Wednesday, August 17, 2022

"Dream Small" by Seth Lewis


Search for significance. Follow your passions. You’re the captain of your ship. You’re the author of your story. It’s all about you. 

The culture, and often even the church, constantly foster and reinforce these kinds of messages and belief systems. It’s no wonder we live in an increasingly atomized society of self-interested and (theoretically) self-sufficient individuals. These belief systems are reflected in our political parties, our schools, our literary and popular culture, and our traditional and social media. Our lives are, in effect saturated with these beliefs, and they’re so omnipresent that it’s difficult even to recognize them.

 

Seth Lewis has a suggestion: Dream small. 

 

“The world around you will constantly encourage you to follow your dreams,” he writes in Dream Small: The Power of the Ordinary Christian Life. “That’s not bad advice as fa as it goes, but I’m asking you to pause first, and take the time to ask an important question that often gets overlooked: just where, exactly, are your dreams leading you?” You need to aim your dreams, he says, and what consider what will you aim them at. His advice is to dream small.

 

Seth Lewis

His book is small, only 116 pages. But it packs a powerful wallop, because each succeeding chapter succinctly explains what it means to dream small. Size doesn’t matter. All of us, even the most famous and well-known, are a small part of a big story. That story is about life on an “upside-down ladder,” in which we’re tasked with helping. Small people (that’s all of us) dreaming small can result in a big effort, big value, and big success. Our significance lies not in what we accomplish but in who created us. That’s the story we’re a small part of.

 

Lewis, a native of the United States, lives with his family in southern Ireland, where he works with a number of Irish Baptist churches. He also blogs regularly at Seth Lewis.

 

It says something about us and our culture that a message that is the basic Christian message seems almost revolutionary. But these are times we live in. And the time is right – as it always is – to dream small.

Tuesday, August 16, 2022

“Eliot After ‘The Waste Land’” by Robert Crawford


After T.S. Eliot (1888-1965) published The Waste Land in 1922, it seemed that there might be a creative dry spell. As far as poetry was concerned, there was. He was struggling with his marriage and the declining mental health of his wife, Vivien; he was editing his literary magazine Criterion; and he was maintaining a full-time job in banking. The next year, he transitioned from banker to editor at Faber & Gwyer (eventually to become Faber & Faber), where he stayed for the next four decades. 

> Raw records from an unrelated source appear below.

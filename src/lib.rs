//! # Loadout
//!
//! Layered runtime dependency-injection container.
//!
//! ## Features
//!
//! - **Keyed bindings**: dependencies are declared and resolved by an opaque
//!   key — cheap textual keys or collision-free unique tokens, per call site
//! - **Lifetimes**: `Singleton`, `Transient` and `Scoped` caching policies as
//!   a closed enum
//! - **Modules**: bindings are grouped into modules that load and unload as a
//!   unit, with lazy last-registered-wins overriding across modules
//! - **Cycle detection**: re-entrant resolution shares one stack, so cyclic
//!   dependency graphs fail with the full offending path
//! - **Scopes**: `run_in_scope` gives scoped bindings one instance per
//!   invocation, cleaned up on every exit path
//!
//! ## Example
//!
//! ```
//! use loadout::{Container, Module, ModuleKey, to_factory, to_value};
//!
//! let container = Container::new();
//! container.bind("greeting", to_value("hello".to_string()));
//!
//! // A later-loaded module overrides the direct binding...
//! let mut overrides = Module::new();
//! overrides.bind("greeting", to_value("hi".to_string()));
//! let module_key = ModuleKey::named("overrides");
//! container.load(&module_key, overrides);
//! assert_eq!(*container.get::<String>("greeting").unwrap(), "hi");
//!
//! // ...and unloading it reveals the original binding again.
//! container.unload(&module_key);
//! assert_eq!(*container.get::<String>("greeting").unwrap(), "hello");
//! ```
//!
//! The container assumes one logical thread of control: resolution is a plain
//! call stack, re-entrant but not concurrent. See [`Container`] for details.

mod binding;
mod container;
mod error;
mod key;
mod module;
mod providers;
mod scope;

pub use binding::{Binding, FactoryFn, Lifetime, SharedInstance};
pub use container::{Container, Resolver};
pub use error::{DiError, DiResult};
pub use key::{DependencyKey, ModuleKey};
pub use module::Module;
pub use providers::{DependencySpec, ResolvedDeps, to_factory, to_factory_in, to_function, to_value};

It is the second half of Eliot’s life, from 1923 to his death in 1965, that is the focus of Eliot After ‘The Waste Land’ by British poet and writer Robert Crawford. Crawford completed the first volume, The Young T.S. Eliot, in 2015. He’s completed the monumental biography seven years later, and, as he notes in the introduction, this biography has the benefit of the writer’s access to the extensive correspondence of Eliot and Emily Hale, his romantic interest for a considerable period of time. The letters were finally made available in 2020. 

 

To continue reading, please see my post today at Tweetspeak Poetry

Monday, August 15, 2022

"The Woman on the Island" by Ann Cleeves


After watching the Vera television series for years, it’s difficult to imagine Vera Stanhope looking any different from Brenda Blethyn’s portrayal – short, always wearing the same raincoat and hat, and somewhere in here 50s or 60s (Blethyn in in her 70s). But, once, Vera Stanhope was a young girl, before she was the rumpled police detective we’ve come to know. 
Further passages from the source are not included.